Transcribe the records below. Leave nothing out and change nothing.

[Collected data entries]
----
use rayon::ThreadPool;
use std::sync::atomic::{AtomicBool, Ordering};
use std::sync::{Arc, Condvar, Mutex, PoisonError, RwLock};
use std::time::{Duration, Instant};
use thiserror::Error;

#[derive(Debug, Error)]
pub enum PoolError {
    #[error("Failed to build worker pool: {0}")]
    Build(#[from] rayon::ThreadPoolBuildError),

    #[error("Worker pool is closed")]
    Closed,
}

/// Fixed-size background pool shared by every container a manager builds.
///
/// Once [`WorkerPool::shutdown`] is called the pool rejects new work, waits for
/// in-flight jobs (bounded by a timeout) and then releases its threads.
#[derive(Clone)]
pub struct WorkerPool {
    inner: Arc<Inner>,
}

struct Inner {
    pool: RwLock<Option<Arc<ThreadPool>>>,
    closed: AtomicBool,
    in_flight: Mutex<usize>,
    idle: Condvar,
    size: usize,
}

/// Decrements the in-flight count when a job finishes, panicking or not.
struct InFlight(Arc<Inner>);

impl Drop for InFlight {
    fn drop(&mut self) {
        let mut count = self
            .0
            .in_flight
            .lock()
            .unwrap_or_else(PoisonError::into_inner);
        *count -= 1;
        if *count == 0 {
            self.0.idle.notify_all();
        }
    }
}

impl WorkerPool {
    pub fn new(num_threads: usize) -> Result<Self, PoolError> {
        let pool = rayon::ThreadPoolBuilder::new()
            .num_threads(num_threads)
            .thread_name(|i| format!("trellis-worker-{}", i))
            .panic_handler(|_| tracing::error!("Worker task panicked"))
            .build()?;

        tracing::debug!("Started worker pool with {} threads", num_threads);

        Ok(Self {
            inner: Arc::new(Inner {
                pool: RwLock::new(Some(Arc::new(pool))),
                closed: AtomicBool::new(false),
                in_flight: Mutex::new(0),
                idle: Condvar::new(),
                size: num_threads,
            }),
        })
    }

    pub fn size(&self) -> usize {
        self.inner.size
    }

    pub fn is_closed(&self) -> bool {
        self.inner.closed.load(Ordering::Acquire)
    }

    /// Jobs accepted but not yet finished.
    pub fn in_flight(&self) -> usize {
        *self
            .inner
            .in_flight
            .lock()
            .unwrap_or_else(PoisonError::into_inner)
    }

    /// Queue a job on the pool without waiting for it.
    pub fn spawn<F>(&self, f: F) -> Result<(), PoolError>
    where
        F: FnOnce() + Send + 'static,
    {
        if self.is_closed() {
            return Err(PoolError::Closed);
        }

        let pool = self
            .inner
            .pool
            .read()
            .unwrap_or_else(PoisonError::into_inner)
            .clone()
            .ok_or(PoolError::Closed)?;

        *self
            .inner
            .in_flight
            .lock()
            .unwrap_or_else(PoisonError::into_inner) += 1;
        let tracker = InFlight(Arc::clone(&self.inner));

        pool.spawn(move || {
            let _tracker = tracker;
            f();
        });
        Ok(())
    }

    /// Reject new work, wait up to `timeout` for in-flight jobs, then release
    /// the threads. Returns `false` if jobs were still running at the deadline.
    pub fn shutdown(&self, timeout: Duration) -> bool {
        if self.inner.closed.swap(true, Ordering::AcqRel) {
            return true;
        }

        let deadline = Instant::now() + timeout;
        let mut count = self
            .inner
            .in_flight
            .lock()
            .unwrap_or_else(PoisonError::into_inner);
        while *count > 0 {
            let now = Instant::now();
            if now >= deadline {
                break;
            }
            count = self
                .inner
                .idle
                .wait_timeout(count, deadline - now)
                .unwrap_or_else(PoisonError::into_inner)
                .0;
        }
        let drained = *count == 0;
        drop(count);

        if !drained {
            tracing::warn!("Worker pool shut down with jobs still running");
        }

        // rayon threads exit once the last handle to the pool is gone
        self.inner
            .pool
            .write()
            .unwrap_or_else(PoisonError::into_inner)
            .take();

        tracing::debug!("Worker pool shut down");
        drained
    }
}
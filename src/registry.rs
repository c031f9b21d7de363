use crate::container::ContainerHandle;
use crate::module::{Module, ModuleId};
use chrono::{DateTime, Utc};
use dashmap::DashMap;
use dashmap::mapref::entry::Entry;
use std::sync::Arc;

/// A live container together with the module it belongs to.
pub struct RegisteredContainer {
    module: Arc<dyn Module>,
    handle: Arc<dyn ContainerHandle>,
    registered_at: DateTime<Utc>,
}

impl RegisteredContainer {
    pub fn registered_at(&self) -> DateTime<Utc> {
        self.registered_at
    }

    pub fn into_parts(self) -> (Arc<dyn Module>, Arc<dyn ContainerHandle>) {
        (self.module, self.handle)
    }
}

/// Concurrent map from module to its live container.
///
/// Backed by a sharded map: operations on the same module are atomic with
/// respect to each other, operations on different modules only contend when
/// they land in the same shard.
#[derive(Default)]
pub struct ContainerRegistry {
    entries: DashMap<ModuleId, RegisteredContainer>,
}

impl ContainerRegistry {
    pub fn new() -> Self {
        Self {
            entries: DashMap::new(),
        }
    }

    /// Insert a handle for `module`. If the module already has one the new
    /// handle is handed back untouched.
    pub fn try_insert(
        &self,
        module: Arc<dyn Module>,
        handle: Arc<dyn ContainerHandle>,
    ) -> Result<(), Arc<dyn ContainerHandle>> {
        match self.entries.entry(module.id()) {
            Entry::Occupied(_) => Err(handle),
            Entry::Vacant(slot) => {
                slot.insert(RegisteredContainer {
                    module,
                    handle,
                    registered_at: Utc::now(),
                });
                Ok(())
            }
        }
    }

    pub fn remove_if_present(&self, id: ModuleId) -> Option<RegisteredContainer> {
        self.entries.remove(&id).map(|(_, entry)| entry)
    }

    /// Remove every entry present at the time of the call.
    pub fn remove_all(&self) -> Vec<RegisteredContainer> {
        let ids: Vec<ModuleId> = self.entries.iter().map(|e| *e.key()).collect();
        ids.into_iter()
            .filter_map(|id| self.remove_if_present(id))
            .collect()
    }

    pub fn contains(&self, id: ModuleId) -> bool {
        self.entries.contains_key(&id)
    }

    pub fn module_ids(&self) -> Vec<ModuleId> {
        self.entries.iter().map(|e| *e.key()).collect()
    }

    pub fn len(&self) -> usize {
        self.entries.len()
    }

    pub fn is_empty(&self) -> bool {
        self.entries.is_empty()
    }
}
----
- [Written response]
use rayon::ThreadPool;
use std::sync::atomic::{AtomicBool, Ordering};
use std::sync::{Arc, Condvar, Mutex, PoisonError, RwLock};
use std::time::{Duration, Instant};
use thiserror::Error;

#[derive(Debug, Error)]
pub enum PoolError {
    #[error("Failed to build worker pool: {0}")]
    Build(#[from] rayon::ThreadPoolBuildError),

    #[error("Worker pool is closed")]
    Closed,
}

/// Fixed-size background pool shared by every container a manager builds.
///
/// Once [`WorkerPool::shutdown`] is called the pool rejects new work, waits for
/// in-flight jobs (bounded by a timeout) and then releases its threads.
#[derive(Clone)]
pub struct WorkerPool {
    inner: Arc<Inner>,
}

struct Inner {
    pool: RwLock<Option<Arc<ThreadPool>>>,
    closed: AtomicBool,
    in_flight: Mutex<usize>,
    idle: Condvar,
    size: usize,
}

/// Decrements the in-flight count when a job finishes, panicking or not.
struct InFlight(Arc<Inner>);

impl Drop for InFlight {
    fn drop(&mut self) {
        let mut count = self
            .0
            .in_flight
            .lock()
            .unwrap_or_else(PoisonError::into_inner);
        *count -= 1;
        if *count == 0 {
            self.0.idle.notify_all();
        }
    }
}

impl WorkerPool {
    pub fn new(num_threads: usize) -> Result<Self, PoolError> {
        let pool = rayon::ThreadPoolBuilder::new()
            .num_threads(num_threads)
            .thread_name(|i| format!("trellis-worker-{}", i))
            .panic_handler(|_| tracing::error!("Worker task panicked"))
            .build()?;

        tracing::debug!("Started worker pool with {} threads", num_threads);

        Ok(Self {
            inner: Arc::new(Inner {
                pool: RwLock::new(Some(Arc::new(pool))),
                closed: AtomicBool::new(false),
                in_flight: Mutex::new(0),
                idle: Condvar::new(),
                size: num_threads,
            }),
        })
    }

    pub fn size(&self) -> usize {
        self.inner.size
    }

    pub fn is_closed(&self) -> bool {
        self.inner.closed.load(Ordering::Acquire)
    }

    /// Jobs accepted but not yet finished.
    pub fn in_flight(&self) -> usize {
        *self
            .inner
            .in_flight
            .lock()
            .unwrap_or_else(PoisonError::into_inner)
    }

    /// Queue a job on the pool without waiting for it.
    pub fn spawn<F>(&self, f: F) -> Result<(), PoolError>
    where
        F: FnOnce() + Send + 'static,
    {
        if self.is_closed() {
            return Err(PoolError::Closed);
        }

        let pool = self
            .inner
            .pool
            .read()
            .unwrap_or_else(PoisonError::into_inner)
            .clone()
            .ok_or(PoolError::Closed)?;

        *self
            .inner
            .in_flight
            .lock()
            .unwrap_or_else(PoisonError::into_inner) += 1;
        let tracker = InFlight(Arc::clone(&self.inner));

        pool.spawn(move || {
            let _tracker = tracker;
            f();
        });
        Ok(())
    }

    /// Reject new work, wait up to `timeout` for in-flight jobs, then release
    /// the threads. Returns `false` if jobs were still running at the deadline.
    pub fn shutdown(&self, timeout: Duration) -> bool {
        if self.inner.closed.swap(true, Ordering::AcqRel) {
            return true;
        }

        let deadline = Instant::now() + timeout;
        let mut count = self
            .inner
            .in_flight
            .lock()
            .unwrap_or_else(PoisonError::into_inner);
        while *count > 0 {
            let now = Instant::now();
            if now >= deadline {
                break;
            }
            count = self
                .inner
                .idle
                .wait_timeout(count, deadline - now)
                .unwrap_or_else(PoisonError::into_inner)
                .0;
        }
        let drained = *count == 0;
        drop(count);

        if !drained {
            tracing::warn!("Worker pool shut down with jobs still running");
        }

        // rayon threads exit once the last handle to the pool is gone
        self.inner
            .pool
            .write()
            .unwrap_or_else(PoisonError::into_inner)
            .take();

        tracing::debug!("Worker pool shut down");
        drained
    }
}
filename src/registry.rs
repository c031f9b21d7de363
use crate::container::ContainerHandle;
use crate::module::{Module, ModuleId};
use chrono::{DateTime, Utc};
use dashmap::DashMap;
use dashmap::mapref::entry::Entry;
use std::sync::Arc;

/// A live container together with the module it belongs to.
pub struct RegisteredContainer {
    module: Arc<dyn Module>,
    handle: Arc<dyn ContainerHandle>,
    registered_at: DateTime<Utc>,
}

impl RegisteredContainer {
    pub fn registered_at(&self) -> DateTime<Utc> {
        self.registered_at
    }

    pub fn into_parts(self) -> (Arc<dyn Module>, Arc<dyn ContainerHandle>) {
        (self.module, self.handle)
    }
}

/// Concurrent map from module to its live container.
///
/// Backed by a sharded map: operations on the same module are atomic with
/// respect to each other, operations on different modules only contend when
/// they land in the same shard.
#[derive(Default)]
pub struct ContainerRegistry {
    entries: DashMap<ModuleId, RegisteredContainer>,
}

impl ContainerRegistry {
    pub fn new() -> Self {
        Self {
            entries: DashMap::new(),
        }
    }

    /// Insert a handle for `module`. If the module already has one the new
    /// handle is handed back untouched.
    pub fn try_insert(
        &self,
        module: Arc<dyn Module>,
        handle: Arc<dyn ContainerHandle>,
    ) -> Result<(), Arc<dyn ContainerHandle>> {
        match self.entries.entry(module.id()) {
            Entry::Occupied(_) => Err(handle),
            Entry::Vacant(slot) => {
                slot.insert(RegisteredContainer {
                    module,
                    handle,
                    registered_at: Utc::now(),
                });
                Ok(())
            }
        }
    }

    pub fn remove_if_present(&self, id: ModuleId) -> Option<RegisteredContainer> {
        self.entries.remove(&id).map(|(_, entry)| entry)
    }

    /// Remove every entry present at the time of the call.
    pub fn remove_all(&self) -> Vec<RegisteredContainer> {
        let ids: Vec<ModuleId> = self.entries.iter().map(|e| *e.key()).collect();
        ids.into_iter()
            .filter_map(|id| self.remove_if_present(id))
            .collect()
    }

    pub fn contains(&self, id: ModuleId) -> bool {
        self.entries.contains_key(&id)
    }

    pub fn module_ids(&self) -> Vec<ModuleId> {
        self.entries.iter().map(|e| *e.key()).collect()
    }

    pub fn len(&self) -> usize {
        self.entries.len()
    }

    pub fn is_empty(&self) -> bool {
        self.entries.is_empty()
    }
}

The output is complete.